Broken PCI-e slot

Tom_201

Prominent
Feb 26, 2017
1
0
510
Hey guys, so this summer I built a PC when I went to America on holiday (prices are much cheaper in the US). I then made the biggest rookie mistake anyone could ever make...I checked my newly built PC into the place without taking out the video card.

During the journey the massicve weight of the 1080 stripped the PCI-e slot clean off. Now I have plastic slot (detached from the MB), and all of the pins, though bent over, intact on the MB (Asus z170a). my question is whether or not I would be able to repair this pci-e given that all the pins are still there and I still have the slot. If were to bend all of the pins then glue it back into place would the board be repaired, or is it worth taking it to the store to get fixed? Let me know what you suggest,

I really don't wanna buy a new MB because this one took ages to set up with the liquid CPU cooling.
 
Solution
The store most likely won't take back a board that has suffered obvious physical abuse like a PCIe slot getting ripped off. Gluing the connector back together may work but given the forces involved between PCIe card and the slot, the connector might not hold together too well.

MCID47

Distinguished
With a little trick on placing them with glue, they maybe work, but you should take off any parts on your motherboard off first.
Also, there's still a x16 slot below the first one.

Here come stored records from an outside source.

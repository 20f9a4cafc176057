//! Columns whose values are row indices into another table.

use super::{VectorData, ID_COLUMN};
use crate::error::{NwbError, NwbResult};
use crate::hdmf::HDMF_COMMON;
use crate::io::{merge_paths, AttributeValue, BaseIo, DataValues, DatasetHandle};
use crate::registered_type::{Entity, RegisteredType, TypedEntity};
use tracing::debug;

/// Attribute referencing the table a region indexes into.
pub const TABLE_ATTR: &str = "table";

/// A [`VectorData`] of row indices plus a `table` reference attribute.
///
/// Every index must address an existing row of the referenced table, whose row count
/// is read from the table's `id` dataset.
#[derive(Debug)]
pub struct DynamicTableRegion<'io> {
    column: VectorData<'io>,
    table: Option<String>,
}

impl<'io> DynamicTableRegion<'io> {
    pub fn new(path: &str, io: &'io dyn BaseIo) -> Self {
        Self {
            column: VectorData::with_type(path, io, HDMF_COMMON, "DynamicTableRegion"),
            table: None,
        }
    }

    /// Binds an integer dataset, writes the description and the `table` reference.
    pub fn initialize(
        &mut self,
        handle: DatasetHandle,
        description: &str,
        table_path: &str,
    ) -> NwbResult<()> {
        if !handle.dtype().is_signed_integer() {
            return Err(NwbError::TypeMismatch {
                path: self.path().to_string(),
                expected: "signed integer".to_string(),
                actual: handle.dtype().to_string(),
            });
        }
        self.column.initialize(handle, description)?;
        self.column
            .data_mut()
            .set_attribute(TABLE_ATTR, AttributeValue::Reference(table_path.to_string()))?;
        self.table = Some(table_path.to_string());
        Ok(())
    }

    /// Binds to a stored region and reads back its table reference.
    pub fn attach(&mut self) -> NwbResult<()> {
        self.column.attach()?;
        self.table = Some(self.read_table_path()?);
        Ok(())
    }

    /// Rows currently present in the referenced table.
    pub fn table_rows(&self) -> NwbResult<usize> {
        let table = self.table.as_deref().ok_or_else(|| {
            NwbError::invalid_state(self.path(), "region is not bound to a table")
        })?;
        let extent = self.io().dataset_extent(&merge_paths(table, ID_COLUMN))?;
        Ok(extent.first().copied().unwrap_or(0))
    }

    /// Replaces the stored indices.
    ///
    /// Fails with `RegionOutOfRange` before anything is written if an index does not
    /// address a row of the referenced table.
    pub fn set_rows(&mut self, rows: &[i64]) -> NwbResult<()> {
        let available = self.table_rows()?;
        if let Some(&index) = rows
            .iter()
            .find(|&&r| usize::try_from(r).map_or(true, |r| r >= available))
        {
            return Err(NwbError::RegionOutOfRange {
                path: self.path().to_string(),
                index,
                rows: available,
            });
        }
        let data = self.column.data_mut();
        let dtype = data
            .dtype()
            .ok_or_else(|| NwbError::invalid_state(data.path(), "dataset is not initialized"))?;
        let encoded = DataValues::cast_integers(rows, dtype).ok_or_else(|| NwbError::TypeMismatch {
            path: data.path().to_string(),
            expected: dtype.to_string(),
            actual: "i64 row indices out of range".to_string(),
        })?;
        data.write(&encoded)?;
        debug!(path = %self.path(), rows = rows.len(), "Wrote table region");
        Ok(())
    }

    pub fn read_rows(&self) -> NwbResult<Vec<i64>> {
        let values = self.column.data().read_values()?;
        values.to_i64_vec().ok_or_else(|| NwbError::TypeMismatch {
            path: self.path().to_string(),
            expected: "signed integer".to_string(),
            actual: values.dtype().to_string(),
        })
    }

    pub fn read_table_path(&self) -> NwbResult<String> {
        let value = self.io().read_attribute(self.path(), TABLE_ATTR)?;
        value.as_str().map(str::to_owned).ok_or_else(|| NwbError::TypeMismatch {
            path: self.path().to_string(),
            expected: "object reference".to_string(),
            actual: format!("{:?}", value),
        })
    }

    /// Path of the referenced table once bound.
    pub fn table_path(&self) -> Option<&str> {
        self.table.as_deref()
    }

    pub fn column(&self) -> &VectorData<'io> {
        &self.column
    }
}

impl RegisteredType for DynamicTableRegion<'_> {
    fn path(&self) -> &str {
        self.column.path()
    }

    fn io(&self) -> &dyn BaseIo {
        self.column.io()
    }

    fn namespace(&self) -> &str {
        self.column.namespace()
    }

    fn type_name(&self) -> &str {
        self.column.type_name()
    }
}

impl TypedEntity for DynamicTableRegion<'_> {
    const NAMESPACE: &'static str = HDMF_COMMON;
    const TYPE_NAME: &'static str = "DynamicTableRegion";

    fn create<'io>(path: &str, io: &'io dyn BaseIo) -> Entity<'io> {
        Entity::DynamicTableRegion(DynamicTableRegion::new(path, io))
    }
}
impl<'io> DynamicTable<'io> {
    /// An `hdmf-common::DynamicTable` at `path`.
    pub fn new(path: &str, io: &'io dyn BaseIo) -> Self {
        Self::with_type(path, io, HDMF_COMMON, "DynamicTable")
    }

    /// A table subtype with its own schema identity.
    pub fn with_type(
        path: &str,
        io: &'io dyn BaseIo,
        namespace: &'static str,
        type_name: &'static str,
    ) -> Self {
        Self {
            container: Container::with_type(path, io, namespace, type_name),
            description: None,
            initialized: false,
            id: None,
            row_count: 0,
            columns: Vec::new(),
            column_names: Vec::new(),
            chunk_size: DEFAULT_CHUNK_SIZE,
        }
    }

    /// Chunk length for datasets this table creates.
    pub fn with_chunk_size(mut self, chunk_size: usize) -> Self {
        self.chunk_size = chunk_size.max(1);
        self
    }

    /// Creates the table group with its schema attributes and an empty `colnames`.
    pub fn initialize(&mut self, description: &str) -> NwbResult<()> {
        self.container.initialize_typed(Some(description))?;
        self.container
            .set_attribute(COLNAMES_ATTR, AttributeValue::StrList(Vec::new()))?;
        self.description = Some(description.to_string());
        self.initialized = true;
        Ok(())
    }

    fn session(&self) -> &'io dyn BaseIo {
        self.container.session()
    }

    pub(crate) fn require_initialized(&self) -> NwbResult<()> {
        if self.initialized {
            Ok(())
        } else {
            Err(NwbError::invalid_state(self.path(), "table is not initialized"))
        }
    }

    fn require_ids(&self) -> NwbResult<()> {
        if self.id.is_some() {
            Ok(())
        } else {
            Err(NwbError::invalid_state(
                self.path(),
                "row ids must be set before columns are added",
            ))
        }
    }

    /// Writes the full id sequence and establishes the row count.
    ///
    /// An uninitialized `id` gets an `i64` dataset at its path (or is bound to the one
    /// already stored there).
    ///
    /// Once columns exist the id count is fixed. Ids may be replaced or extended while the
    /// table has no columns, but never shortened: stored datasets only grow.
    pub fn set_row_ids(&mut self, mut id: ElementIdentifiers<'io>, values: &[i64]) -> NwbResult<()> {
        self.require_initialized()?;
        if !self.columns.is_empty() && values.len() != self.row_count {
            warn!(table = %self.path(), expected = self.row_count, actual = values.len(), "Rejected row ids");
            return Err(NwbError::RowCountMismatch {
                path: id.path().to_string(),
                expected: self.row_count,
                actual: values.len(),
            });
        }
        if self.id.is_some() && values.len() < self.row_count {
            return Err(NwbError::RowCountMismatch {
                path: id.path().to_string(),
                expected: self.row_count,
                actual: values.len(),
            });
        }
        let encoded = if id.data().has_handle() {
            id.encode(values)?
        } else {
            if self.session().object_exists(id.path()) {
                id.attach()?;
            } else {
                let config = DatasetConfig::vector(DataType::I64, 0, self.chunk_size);
                let handle = self.session().create_array_dataset(&config, id.path())?;
                id.initialize(handle)?;
            }
            id.encode(values)?
        };
        id.data_mut().write(&encoded)?;
        debug!(table = %self.path(), rows = values.len(), "Set row ids");
        self.row_count = values.len();
        self.id = Some(id);
        Ok(())
    }

    /// `set_row_ids` with an id column at `<table>/id`.
    pub fn set_row_ids_values(&mut self, values: &[i64]) -> NwbResult<()> {
        let id = ElementIdentifiers::new(&self.container.child_path(ID_COLUMN), self.session());
        self.set_row_ids(id, values)
    }

    fn check_new_column(&self, name: &str, description: &str, len: usize) -> NwbResult<()> {
        self.require_initialized()?;
        if self.column_names.iter().any(|c| c == name) || name == ID_COLUMN {
            warn!(table = %self.path(), column = name, "Rejected duplicate column");
            return Err(NwbError::DuplicateColumn {
                table: self.path().to_string(),
                column: name.to_string(),
            });
        }
        self.require_ids()?;
        if len != self.row_count {
            warn!(table = %self.path(), column = name, expected = self.row_count, actual = len, "Rejected column");
            return Err(NwbError::RowCountMismatch {
                path: self.container.child_path(name),
                expected: self.row_count,
                actual: len,
            });
        }
        if description.trim().is_empty() {
            return Err(NwbError::Configuration(format!(
                "column '{}' needs a non-empty description",
                name
            )));
        }
        Ok(())
    }

    fn push_column(&mut self, name: &str, column: VectorData<'io>) -> NwbResult<()> {
        self.column_names.push(name.to_string());
        self.columns.push(column);
        debug!(table = %self.path(), column = name, rows = self.row_count, "Added column");
        self.finalize()
    }

    /// Adds a column and writes its values.
    ///
    /// Fails with `DuplicateColumn`, `InvalidState` (no row ids yet), or
    /// `RowCountMismatch` before anything is written. A column that is already
    /// initialized must carry the same description.
    pub fn add_column(
        &mut self,
        name: &str,
        description: &str,
        mut column: VectorData<'io>,
        values: &DataValues,
    ) -> NwbResult<()> {
        self.check_new_column(name, description, values.len())?;
        let expected_path = self.container.child_path(name);
        if column.path() != expected_path {
            return Err(NwbError::Configuration(format!(
                "column '{}' must live at '{}', not '{}'",
                name,
                expected_path,
                column.path()
            )));
        }
        match column.data().dtype() {
            Some(dtype) if !values.matches(dtype) => {
                return Err(NwbError::TypeMismatch {
                    path: expected_path,
                    expected: dtype.to_string(),
                    actual: values.dtype().to_string(),
                });
            }
            Some(_) => {
                if let Some(stored) = column.description() {
                    if stored != description {
                        return Err(NwbError::Configuration(format!(
                            "column '{}' is described as '{}', not '{}'",
                            name, stored, description
                        )));
                    }
                }
            }
            None => {
                let config = DatasetConfig::vector(values.dtype(), 0, self.chunk_size);
                let handle = self.session().create_array_dataset(&config, &expected_path)?;
                column.initialize(handle, description)?;
            }
        }
        column.data_mut().write(values)?;
        self.push_column(name, column)
    }

    /// `add_column` with a new column at `<table>/<name>`.
    pub fn add_column_values(
        &mut self,
        name: &str,
        description: &str,
        values: &DataValues,
    ) -> NwbResult<()> {
        let column = VectorData::new(&self.container.child_path(name), self.session());
        self.add_column(name, description, column, values)
    }

    /// Adds a column of object references (absolute paths).
    pub fn add_reference_column(
        &mut self,
        name: &str,
        description: &str,
        references: &[String],
    ) -> NwbResult<()> {
        self.check_new_column(name, description, references.len())?;
        let path = self.container.child_path(name);
        let handle = self.session().create_reference_dataset(&path, references)?;
        let mut column = VectorData::new(&path, self.session());
        column.initialize(handle, description)?;
        self.push_column(name, column)
    }

    /// Appends rows to the id column and every column in lockstep.
    ///
    /// `values` holds one block per column in column order, each with `ids.len()`
    /// entries.
    pub fn append_rows(&mut self, ids: &[i64], values: &[DataValues]) -> NwbResult<()> {
        self.require_initialized()?;
        self.require_ids()?;
        if values.len() != self.columns.len() {
            return Err(NwbError::Configuration(format!(
                "table '{}' has {} columns but {} value blocks were given",
                self.path(),
                self.columns.len(),
                values.len()
            )));
        }
        for (column, block) in self.columns.iter().zip(values) {
            if block.len() != ids.len() {
                return Err(NwbError::RowCountMismatch {
                    path: column.path().to_string(),
                    expected: ids.len(),
                    actual: block.len(),
                });
            }
            if let Some(dtype) = column.data().dtype() {
                if !block.matches(dtype) {
                    return Err(NwbError::TypeMismatch {
                        path: column.path().to_string(),
                        expected: dtype.to_string(),
                        actual: block.dtype().to_string(),
                    });
                }
            }
        }
        let id = self
            .id
            .as_mut()
            .ok_or_else(|| NwbError::invalid_state(self.container.path(), "row ids are not set"))?;
        let encoded = id.encode(ids)?;
        id.data_mut().append(&encoded)?;
        for (column, block) in self.columns.iter_mut().zip(values) {
            column.data_mut().append(block)?;
        }
        self.row_count += ids.len();
        debug!(table = %self.path(), appended = ids.len(), rows = self.row_count, "Appended rows");
        Ok(())
    }

    /// Rewrites `colnames` from the in-memory column order.
    pub fn finalize(&self) -> NwbResult<()> {
        self.container.set_attribute(
            COLNAMES_ATTR,
            AttributeValue::StrList(self.column_names.clone()),
        )
    }

    pub fn read_col_names(&self) -> NwbResult<Vec<String>> {
        let value = self.session().read_attribute(self.path(), COLNAMES_ATTR)?;
        value
            .as_str_list()
            .map(<[String]>::to_vec)
            .ok_or_else(|| NwbError::TypeMismatch {
                path: self.path().to_string(),
                expected: "list of column names".to_string(),
                actual: format!("{:?}", value),
            })
    }

    pub fn read_description(&self) -> NwbResult<String> {
        let value = self.session().read_attribute(self.path(), DESCRIPTION_ATTR)?;
        value.as_str().map(str::to_owned).ok_or_else(|| NwbError::TypeMismatch {
            path: self.path().to_string(),
            expected: "string description".to_string(),
            actual: format!("{:?}", value),
        })
    }

    pub fn read_id_column(&self) -> NwbResult<Vec<i64>> {
        ElementIdentifiers::new(&self.container.child_path(ID_COLUMN), self.session()).read_ids()
    }

    pub fn read_column(&self, name: &str) -> NwbResult<DataValues> {
        self.session().read_dataset(&self.container.child_path(name))
    }

    /// Rebuilds ids and columns from storage so a reopened table can be inspected
    /// and appended to.
    pub fn load(&mut self) -> NwbResult<()> {
        let io = self.session();
        let names = self.read_col_names()?;
        let id_path = self.container.child_path(ID_COLUMN);
        let id = if io.object_exists(&id_path) {
            let mut id = ElementIdentifiers::new(&id_path, io);
            id.attach()?;
            Some(id)
        } else {
            None
        };
        let mut columns = Vec::with_capacity(names.len());
        for name in &names {
            let mut column = VectorData::new(&self.container.child_path(name), io);
            column.attach()?;
            columns.push(column);
        }
        self.row_count = id.as_ref().map_or(0, |id| id.data().rows());
        self.id = id;
        self.columns = columns;
        self.column_names = names;
        self.description = self.read_description().ok();
        self.initialized = true;
        debug!(table = %self.path(), rows = self.row_count, columns = self.columns.len(), "Loaded table");
        Ok(())
    }

    /// Number of rows established by the id column.
    pub fn row_count(&self) -> usize {
        self.row_count
    }

    pub fn column_names(&self) -> &[String] {
        &self.column_names
    }

    pub fn column(&self, name: &str) -> Option<&VectorData<'io>> {
        self.column_names
            .iter()
            .position(|c| c == name)
            .and_then(|idx| self.columns.get(idx))
    }

    pub fn id_column(&self) -> Option<&ElementIdentifiers<'io>> {
        self.id.as_ref()
    }

    pub fn description(&self) -> Option<&str> {
        self.description.as_deref()
    }

    pub fn chunk_size(&self) -> usize {
        self.chunk_size
    }

    pub fn container(&self) -> &Container<'io> {
        &self.container
    }
}
//! Recorder configuration using Figment
//!
//! Configuration is loaded from:
//! 1. a TOML file (base configuration)
//! 2. environment variables prefixed with `RUST_NWB_`, with `__` separating
//!    nesting levels (e.g. `RUST_NWB_STORAGE__CHUNK_SIZE=4096`)
//!
//! # Example
//! ```no_run
//! use rust_nwb::config::RecorderConfig;
//!
//! let config = RecorderConfig::load_from("config/recorder.toml")?;
//! config.validate()?;
//! println!("Recording {} channels", config.channels.len());
//! # Ok::<(), rust_nwb::error::NwbError>(())
//! ```

use crate::channel::Channel;
use crate::error::{NwbError, NwbResult};
use crate::io::{create_io, BackendKind, BaseIo};
use crate::tracing_setup::OutputFormat;
use figment::{
    providers::{Env, Format, Toml},
    Figment,
};
use serde::{Deserialize, Serialize};
use std::collections::HashSet;
use std::path::{Path, PathBuf};

/// Top-level recorder configuration
#[derive(Debug, Clone, Serialize, Deserialize)]
pub struct RecorderConfig {
    /// Application settings
    pub application: ApplicationConfig,
    /// Storage backend settings
    pub storage: StorageConfig,
    /// Recorded channels, in acquisition order
    #[serde(default)]
    pub channels: Vec<Channel>,
}

/// Application-level configuration
#[derive(Debug, Clone, Serialize, Deserialize)]
pub struct ApplicationConfig {
    /// Application name
    pub name: String,
    /// Logging level (trace, debug, info, warn, error)
    #[serde(default = "default_log_level")]
    pub log_level: String,
    /// Log line format (pretty, compact, json)
    #[serde(default)]
    pub log_format: OutputFormat,
}

/// Storage backend configuration
#[derive(Debug, Clone, Serialize, Deserialize)]
pub struct StorageConfig {
    /// Container backend (memory or hdf5)
    pub backend: BackendKind,
    /// Output file
    pub output_path: PathBuf,
    /// Record in single-writer / multiple-reader mode
    #[serde(default = "default_swmr")]
    pub swmr: bool,
    /// Chunk length of appendable datasets
    #[serde(default = "default_chunk_size")]
    pub chunk_size: usize,
}

fn default_log_level() -> String {
    "info".to_string()
}

fn default_swmr() -> bool {
    true
}

fn default_chunk_size() -> usize {
    crate::hdmf::table::dynamic_table::DEFAULT_CHUNK_SIZE
}

impl RecorderConfig {
    /// Load configuration from `config/recorder.toml` and environment variables
    pub fn load() -> NwbResult<Self> {
        Self::load_from("config/recorder.toml")
    }

    /// Load configuration from a specific file path
    pub fn load_from<P: AsRef<Path>>(path: P) -> NwbResult<Self> {
        let config = Figment::new()
            .merge(Toml::file(path.as_ref()))
            .merge(Env::prefixed("RUST_NWB_").split("__"))
            .extract()?;
        Ok(config)
    }

    /// Validate configuration after loading
    pub fn validate(&self) -> NwbResult<()> {
        let valid_levels = ["trace", "debug", "info", "warn", "error"];
        if !valid_levels.contains(&self.application.log_level.to_lowercase().as_str()) {
            return Err(NwbError::Configuration(format!(
                "Invalid log_level '{}'. Must be one of: {}",
                self.application.log_level,
                valid_levels.join(", ")
            )));
        }

        if self.storage.chunk_size == 0 {
            return Err(NwbError::Configuration(
                "Invalid chunk_size 0. Must be at least 1".to_string(),
            ));
        }

        // Electrode numbers must be unique
        let mut indices = HashSet::new();
        for channel in &self.channels {
            if !indices.insert(channel.global_index) {
                return Err(NwbError::Configuration(format!(
                    "Duplicate channel global_index: {} ({})",
                    channel.global_index, channel.name
                )));
            }
        }

        Ok(())
    }

    /// Channels belonging to `group_name`
    pub fn channels_in_group(&self, group_name: &str) -> Vec<&Channel> {
        self.channels
            .iter()
            .filter(|ch| ch.group_name == group_name)
            .collect()
    }

    /// Channels split into one array per group, groups in order of first appearance
    pub fn recording_arrays(&self) -> Vec<Vec<Channel>> {
        let mut arrays: Vec<Vec<Channel>> = Vec::new();
        for channel in &self.channels {
            match arrays
                .iter_mut()
                .find(|array| array[0].group_name == channel.group_name)
            {
                Some(array) => array.push(channel.clone()),
                None => arrays.push(vec![channel.clone()]),
            }
        }
        arrays
    }

    /// An unopened I/O session for the configured backend and output file
    pub fn create_io(&self) -> NwbResult<Box<dyn BaseIo>> {
        create_io(self.storage.backend, &self.storage.output_path)
    }

    /// Serialize back to TOML
    pub fn to_toml(&self) -> NwbResult<String> {
        toml::to_string_pretty(self).map_err(|e| NwbError::Configuration(e.to_string()))
    }
}

#[cfg(test)]
mod tests {
    use super::*;

    fn test_config() -> RecorderConfig {
        RecorderConfig {
            application: ApplicationConfig {
                name: "Test".to_string(),
                log_level: "info".to_string(),
                log_format: OutputFormat::Pretty,
            },
            storage: StorageConfig {
                backend: BackendKind::Memory,
                output_path: PathBuf::from("data/session.nwb"),
                swmr: true,
                chunk_size: 1024,
            },
            channels: vec![
                Channel::new("ch0", "array0", 0, 0),
                Channel::new("ch1", "array0", 1, 1),
            ],
        }
    }

    #[test]
    fn test_config_validation() {
        assert!(test_config().validate().is_ok());
    }

    #[test]
    fn test_recording_arrays_group_in_first_seen_order() {
        let mut config = test_config();
        config.channels.insert(1, Channel::new("ch2", "array1", 0, 2));
        config.channels.push(Channel::new("ch3", "array1", 1, 3));

        let arrays = config.recording_arrays();
        let names: Vec<Vec<&str>> = arrays
            .iter()
            .map(|a| a.iter().map(|ch| ch.name.as_str()).collect())
            .collect();
        assert_eq!(names, vec![vec!["ch0", "ch1"], vec!["ch2", "ch3"]]);
    }

    #[test]
    fn test_invalid_log_level() {
        let mut config = test_config();
        config.application.log_level = "verbose".to_string();
        assert!(matches!(config.validate(), Err(NwbError::Configuration(_))));
    }

    #[test]
    fn test_zero_chunk_size() {
        let mut config = test_config();
        config.storage.chunk_size = 0;
        assert!(config.validate().is_err());
    }

    #[test]
    fn test_duplicate_global_index() {
        let mut config = test_config();
        config.channels.push(Channel::new("ch2", "array1", 0, 1));
        let err = config.validate().unwrap_err();
        assert!(err.to_string().contains("Duplicate channel global_index: 1"));
    }

    #[test]
    fn test_channels_in_group() {
        let config = test_config();
        assert_eq!(config.channels_in_group("array0").len(), 2);
        assert!(config.channels_in_group("array1").is_empty());
    }

    #[test]
    fn test_toml_round_trip() {
        let config = test_config();
        let text = config.to_toml().unwrap();
        let parsed: RecorderConfig = toml::from_str(&text).unwrap();
        assert_eq!(parsed.channels, config.channels);
        assert_eq!(parsed.storage.backend, BackendKind::Memory);
    }
}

So you can still place the 1080 on the second or the third slot PCIe x16 slots, that runs @x16 when only a single slot is used.
 

InvalidError

Titan
Moderator
The store most likely won't take back a board that has suffered obvious physical abuse like a PCIe slot getting ripped off. Gluing the connector back together may work but given the forces involved between PCIe card and the slot, the connector might not hold together too well.
 
Solution
As has been suggested, just use another PCIe x16 slot. I have plenty of cheap/free motherboards where the primary x16 doesn't work due to socket damage or whatever. Just make sure none of the exposed pins are touching anything.

ASUS charges US$154 to replace a PCIe slot under their non-warranty service, which is hilarious because it's $1 less than a new board. If you really want to replace it locally, you can have someone transplant the entire PCIe slot from a dead board to yours--those pins are awfully close together and it would be too easy to have it short when a GPU is inserted.